[Stored items]
──────
//! Text extraction through external programs.
//!
//! PDF text comes from poppler's `pdftotext`, image text from `tesseract`.
//! Availability is probed once when the extractor is built; a missing
//! program simply leaves that file family without content matching.

use std::path::{Path, PathBuf};
use std::process::{Command, Stdio};

use tracing::{debug, info};

use crate::content::TextExtractor;
use crate::error::ExtractionError;

#[derive(Debug, Clone, Copy, PartialEq, Eq)]
enum ExtractorMode {
    Pdf,
    Ocr,
}

#[derive(Debug, Clone)]
pub struct CommandExtractor {
    program: String,
    mode: ExtractorMode,
}

impl CommandExtractor {
    pub fn pdftotext() -> Self {
        Self {
            program: "pdftotext".to_string(),
            mode: ExtractorMode::Pdf,
        }
    }

    pub fn tesseract() -> Self {
        Self {
            program: "tesseract".to_string(),
            mode: ExtractorMode::Ocr,
        }
    }

    /// Overrides the executable, e.g. an absolute path outside `PATH`.
    pub fn with_program(mut self, program: impl Into<String>) -> Self {
        self.program = program.into();
        self
    }

    pub fn program(&self) -> &str {
        &self.program
    }

    /// Returns the extractor if its program runs on this host.
    pub fn probe(self) -> Option<Self> {
        let flag = match self.mode {
            ExtractorMode::Pdf => "-v",
            ExtractorMode::Ocr => "--version",
        };
        let status = Command::new(&self.program)
            .arg(flag)
            .stdin(Stdio::null())
            .stdout(Stdio::null())
            .stderr(Stdio::null())
            .status();

        match status {
            Ok(status) if status.success() => {
                info!("{} text extraction enabled via {}", self.kind_label(), self.program);
                Some(self)
            }
            Ok(status) => {
                debug!("{} probe exited with {}", self.program, status);
                None
            }
            Err(err) => {
                debug!("{} not available: {}", self.program, err);
                None
            }
        }
    }

    fn kind_label(&self) -> &'static str {
        match self.mode {
            ExtractorMode::Pdf => "PDF",
            ExtractorMode::Ocr => "OCR",
        }
    }

    fn command_for(&self, path: &Path) -> Command {
        let mut command = Command::new(&self.program);
        match self.mode {
            ExtractorMode::Pdf => {
                command.args(["-q", "-enc", "UTF-8"]).arg(path).arg("-");
            }
            ExtractorMode::Ocr => {
                command.arg(path).arg("stdout");
            }
        }
        command.stdin(Stdio::null());
        command
    }
}

impl TextExtractor for CommandExtractor {
    fn name(&self) -> &str {
        &self.program
    }

    fn extract_text(&self, path: &Path) -> Result<String, ExtractionError> {
        std::fs::File::open(path).map_err(|source| ExtractionError::Io {
            path: PathBuf::from(path),
            source,
        })?;

        let output = self
            .command_for(path)
            .output()
            .map_err(|err| ExtractionError::Backend {
                backend: self.program.clone(),
                path: PathBuf::from(path),
                message: err.to_string(),
            })?;

        if !output.status.success() {
            return Err(ExtractionError::Backend {
                backend: self.program.clone(),
                path: PathBuf::from(path),
                message: String::from_utf8_lossy(&output.stderr).trim().to_string(),
            });
        }

        let text = String::from_utf8_lossy(&output.stdout).into_owned();
        Ok(match self.mode {
            ExtractorMode::Pdf => text,
            ExtractorMode::Ocr => normalize_whitespace(&text),
        })
    }
}

/// Collapses runs of whitespace the way OCR output is cleaned before matching.
pub fn normalize_whitespace(text: &str) -> String {
    text.split_whitespace().collect::<Vec<_>>().join(" ")
}
use std::fs::Metadata;

#[cfg(unix)]
use sysinfo::Users;

/// Resolves the owning user name of a file, where the host has the concept.
pub struct OwnerLookup {
    #[cfg(unix)]
    users: Users,
}

impl OwnerLookup {
    pub fn load() -> Self {
        Self {
            #[cfg(unix)]
            users: Users::new_with_refreshed_list(),
        }
    }

    pub fn is_supported() -> bool {
        cfg!(unix)
    }

    /// `None` means ownership cannot be determined on this platform.
    /// A uid without a user entry resolves to its numeric form.
    #[cfg(unix)]
    pub fn owner_of(&self, metadata: &Metadata) -> Option<String> {
        use std::os::unix::fs::MetadataExt;

        let uid = metadata.uid();
        let name = self
            .users
            .list()
            .iter()
            .find(|user| **user.id() == uid)
            .map(|user| user.name().to_string());
        Some(name.unwrap_or_else(|| uid.to_string()))
    }

    #[cfg(not(unix))]
    pub fn owner_of(&self, _metadata: &Metadata) -> Option<String> {
        None
    }
}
──────
* _WHAT NEEDS TO BE DONE_
With the records above in view, retype each one exactly.

* _RESULT FOR THIS TASK_
//! Text extraction through external programs.
//!
//! PDF text comes from poppler's `pdftotext`, image text from `tesseract`.
//! Availability is probed once when the extractor is built; a missing
//! program simply leaves that file family without content matching.

use std::path::{Path, PathBuf};
use std::process::{Command, Stdio};

use tracing::{debug, info};

use crate::content::TextExtractor;
use crate::error::ExtractionError;

#[derive(Debug, Clone, Copy, PartialEq, Eq)]
enum ExtractorMode {
    Pdf,
    Ocr,
}

#[derive(Debug, Clone)]
pub struct CommandExtractor {
    program: String,
    mode: ExtractorMode,
}

impl CommandExtractor {
    pub fn pdftotext() -> Self {
        Self {
            program: "pdftotext".to_string(),
            mode: ExtractorMode::Pdf,
        }
    }

    pub fn tesseract() -> Self {
        Self {
            program: "tesseract".to_string(),
            mode: ExtractorMode::Ocr,
        }
    }

    /// Overrides the executable, e.g. an absolute path outside `PATH`.
    pub fn with_program(mut self, program: impl Into<String>) -> Self {
        self.program = program.into();
        self
    }

    pub fn program(&self) -> &str {
        &self.program
    }

    /// Returns the extractor if its program runs on this host.
    pub fn probe(self) -> Option<Self> {
        let flag = match self.mode {
            ExtractorMode::Pdf => "-v",
            ExtractorMode::Ocr => "--version",
        };
        let status = Command::new(&self.program)
            .arg(flag)
            .stdin(Stdio::null())
            .stdout(Stdio::null())
            .stderr(Stdio::null())
            .status();

        match status {
            Ok(status) if status.success() => {
                info!("{} text extraction enabled via {}", self.kind_label(), self.program);
                Some(self)
            }
            Ok(status) => {
                debug!("{} probe exited with {}", self.program, status);
                None
            }
            Err(err) => {
                debug!("{} not available: {}", self.program, err);
                None
            }
        }
    }

    fn kind_label(&self) -> &'static str {
        match self.mode {
            ExtractorMode::Pdf => "PDF",
            ExtractorMode::Ocr => "OCR",
        }
    }

    fn command_for(&self, path: &Path) -> Command {
        let mut command = Command::new(&self.program);
        match self.mode {
            ExtractorMode::Pdf => {
                command.args(["-q", "-enc", "UTF-8"]).arg(path).arg("-");
            }
            ExtractorMode::Ocr => {
                command.arg(path).arg("stdout");
            }
        }
        command.stdin(Stdio::null());
        command
    }
}

impl TextExtractor for CommandExtractor {
    fn name(&self) -> &str {
        &self.program
    }

    fn extract_text(&self, path: &Path) -> Result<String, ExtractionError> {
        std::fs::File::open(path).map_err(|source| ExtractionError::Io {
            path: PathBuf::from(path),
            source,
        })?;

        let output = self
            .command_for(path)
            .output()
            .map_err(|err| ExtractionError::Backend {
                backend: self.program.clone(),
                path: PathBuf::from(path),
                message: err.to_string(),
            })?;

        if !output.status.success() {
            return Err(ExtractionError::Backend {
                backend: self.program.clone(),
                path: PathBuf::from(path),
                message: String::from_utf8_lossy(&output.stderr).trim().to_string(),
            });
        }

        let text = String::from_utf8_lossy(&output.stdout).into_owned();
        Ok(match self.mode {
            ExtractorMode::Pdf => text,
            ExtractorMode::Ocr => normalize_whitespace(&text),
        })
    }
}

/// Collapses runs of whitespace the way OCR output is cleaned before matching.
pub fn normalize_whitespace(text: &str) -> String {
    text.split_whitespace().collect::<Vec<_>>().join(" ")
}
use std::fs::Metadata;

#[cfg(unix)]
use sysinfo::Users;

/// Resolves the owning user name of a file, where the host has the concept.
pub struct OwnerLookup {
    #[cfg(unix)]
    users: Users,
}

impl OwnerLookup {
    pub fn load() -> Self {
        Self {
            #[cfg(unix)]
            users: Users::new_with_refreshed_list(),
        }
    }

    pub fn is_supported() -> bool {
        cfg!(unix)
    }

    /// `None` means ownership cannot be determined on this platform.
    /// A uid without a user entry resolves to its numeric form.
    #[cfg(unix)]
    pub fn owner_of(&self, metadata: &Metadata) -> Option<String> {
        use std::os::unix::fs::MetadataExt;

        let uid = metadata.uid();
        let name = self
            .users
            .list()
            .iter()
            .find(|user| **user.id() == uid)
            .map(|user| user.name().to_string());
        Some(name.unwrap_or_else(|| uid.to_string()))
    }

    #[cfg(not(unix))]
    pub fn owner_of(&self, _metadata: &Metadata) -> Option<String> {
        None
    }
}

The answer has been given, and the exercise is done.